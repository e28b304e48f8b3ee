//! Caller-side cancellation for in-flight retry loops.
//!
//! A `CancelToken` is shared between the caller and an executor. The executor
//! checks it before every attempt and while sleeping between attempts; once
//! cancelled, the loop stops with `Cancelled`.

use std::sync::atomic::{AtomicBool, Ordering};
use std::sync::{Arc, Condvar, Mutex};
use std::time::Duration;

use tokio::sync::Notify;

/// Error returned when a request loop is stopped by its caller.
#[derive(Debug, Clone, Copy, PartialEq, Eq)]
pub struct Cancelled;

impl std::fmt::Display for Cancelled {
    fn fmt(&self, f: &mut std::fmt::Formatter<'_>) -> std::fmt::Result {
        write!(f, "request cancelled by caller")
    }
}

impl std::error::Error for Cancelled {}

#[derive(Default)]
struct Inner {
    cancelled: AtomicBool,
    lock: Mutex<()>,
    cvar: Condvar,
    notify: Notify,
}

/// Shared abort flag. Clones observe the same flag.
#[derive(Clone, Default)]
pub struct CancelToken {
    inner: Arc<Inner>,
}

impl std::fmt::Debug for CancelToken {
    fn fmt(&self, f: &mut std::fmt::Formatter<'_>) -> std::fmt::Result {
        f.debug_struct("CancelToken")
            .field("cancelled", &self.is_cancelled())
            .finish()
    }
}

impl CancelToken {
    pub fn new() -> Self {
        Self::default()
    }

    /// Request cancellation and wake every blocked or awaiting sleeper.
    pub fn cancel(&self) {
        self.inner.cancelled.store(true, Ordering::SeqCst);
        // Taking the lock orders the store before any waiter's predicate check.
        drop(self.inner.lock.lock().unwrap_or_else(|e| e.into_inner()));
        self.inner.cvar.notify_all();
        self.inner.notify.notify_waiters();
    }

    pub fn is_cancelled(&self) -> bool {
        self.inner.cancelled.load(Ordering::SeqCst)
    }

    /// Block the current thread for up to `timeout`.
    /// Returns true if the token was cancelled before or during the wait.
    pub fn wait_timeout(&self, timeout: Duration) -> bool {
        let guard = self.inner.lock.lock().unwrap_or_else(|e| e.into_inner());
        let (_guard, _) = self
            .inner
            .cvar
            .wait_timeout_while(guard, timeout, |_| !self.is_cancelled())
            .unwrap_or_else(|e| e.into_inner());
        self.is_cancelled()
    }

    /// Resolves once the token is cancelled.
    pub async fn cancelled(&self) {
        loop {
            let notified = self.inner.notify.notified();
            if self.is_cancelled() {
                return;
            }
            notified.await;
        }
    }
}
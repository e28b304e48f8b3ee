//! Classify curl errors for log fields.

/// Rough transport failure category.
#[derive(Debug, Clone, Copy, PartialEq, Eq)]
pub enum TransportKind {
    /// Operation timed out (connect/read).
    Timeout,
    /// Network-level failure (connection refused/reset, DNS, etc.).
    Connection,
    Other,
}

/// Classify a curl error.
pub fn classify_transport(e: &curl::Error) -> TransportKind {
    if e.is_operation_timedout() {
        return TransportKind::Timeout;
    }
    if e.is_couldnt_connect()
        || e.is_couldnt_resolve_host()
        || e.is_couldnt_resolve_proxy()
        || e.is_read_error()
        || e.is_recv_error()
        || e.is_send_error()
        || e.is_got_nothing()
    {
        return TransportKind::Connection;
    }
    TransportKind::Other
}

→ Instructions for the task: Give back all the data exactly as it was written.

→ Exercise answer:
repository e28b304e48f8b3ee
//! Caller-side cancellation for in-flight retry loops.
//!
//! A `CancelToken` is shared between the caller and an executor. The executor
//! checks it before every attempt and while sleeping between attempts; once
//! cancelled, the loop stops with `Cancelled`.

use std::sync::atomic::{AtomicBool, Ordering};
use std::sync::{Arc, Condvar, Mutex};
use std::time::Duration;

use tokio::sync::Notify;

/// Error returned when a request loop is stopped by its caller.
#[derive(Debug, Clone, Copy, PartialEq, Eq)]
pub struct Cancelled;

impl std::fmt::Display for Cancelled {
    fn fmt(&self, f: &mut std::fmt::Formatter<'_>) -> std::fmt::Result {
        write!(f, "request cancelled by caller")
    }
}

impl std::error::Error for Cancelled {}

#[derive(Default)]
struct Inner {
    cancelled: AtomicBool,
    lock: Mutex<()>,
    cvar: Condvar,
    notify: Notify,
}

/// Shared abort flag. Clones observe the same flag.
#[derive(Clone, Default)]
pub struct CancelToken {
    inner: Arc<Inner>,
}

impl std::fmt::Debug for CancelToken {
    fn fmt(&self, f: &mut std::fmt::Formatter<'_>) -> std::fmt::Result {
        f.debug_struct("CancelToken")
            .field("cancelled", &self.is_cancelled())
            .finish()
    }
}

impl CancelToken {
    pub fn new() -> Self {
        Self::default()
    }

    /// Request cancellation and wake every blocked or awaiting sleeper.
    pub fn cancel(&self) {
        self.inner.cancelled.store(true, Ordering::SeqCst);
        // Taking the lock orders the store before any waiter's predicate check.
        drop(self.inner.lock.lock().unwrap_or_else(|e| e.into_inner()));
        self.inner.cvar.notify_all();
        self.inner.notify.notify_waiters();
    }

    pub fn is_cancelled(&self) -> bool {
        self.inner.cancelled.load(Ordering::SeqCst)
    }

    /// Block the current thread for up to `timeout`.
    /// Returns true if the token was cancelled before or during the wait.
    pub fn wait_timeout(&self, timeout: Duration) -> bool {
        let guard = self.inner.lock.lock().unwrap_or_else(|e| e.into_inner());
        let (_guard, _) = self
            .inner
            .cvar
            .wait_timeout_while(guard, timeout, |_| !self.is_cancelled())
            .unwrap_or_else(|e| e.into_inner());
        self.is_cancelled()
    }

    /// Resolves once the token is cancelled.
    pub async fn cancelled(&self) {
        loop {
            let notified = self.inner.notify.notified();
            if self.is_cancelled() {
                return;
            }
            notified.await;
        }
    }
}
repository e28b304e48f8b3ee
//! Classify curl errors for log fields.

/// Rough transport failure category.
#[derive(Debug, Clone, Copy, PartialEq, Eq)]
pub enum TransportKind {
    /// Operation timed out (connect/read).
    Timeout,
    /// Network-level failure (connection refused/reset, DNS, etc.).
    Connection,
    Other,
}

/// Classify a curl error.
pub fn classify_transport(e: &curl::Error) -> TransportKind {
    if e.is_operation_timedout() {
        return TransportKind::Timeout;
    }
    if e.is_couldnt_connect()
        || e.is_couldnt_resolve_host()
        || e.is_couldnt_resolve_proxy()
        || e.is_read_error()
        || e.is_recv_error()
        || e.is_send_error()
        || e.is_got_nothing()
    {
        return TransportKind::Connection;
    }
    TransportKind::Other
}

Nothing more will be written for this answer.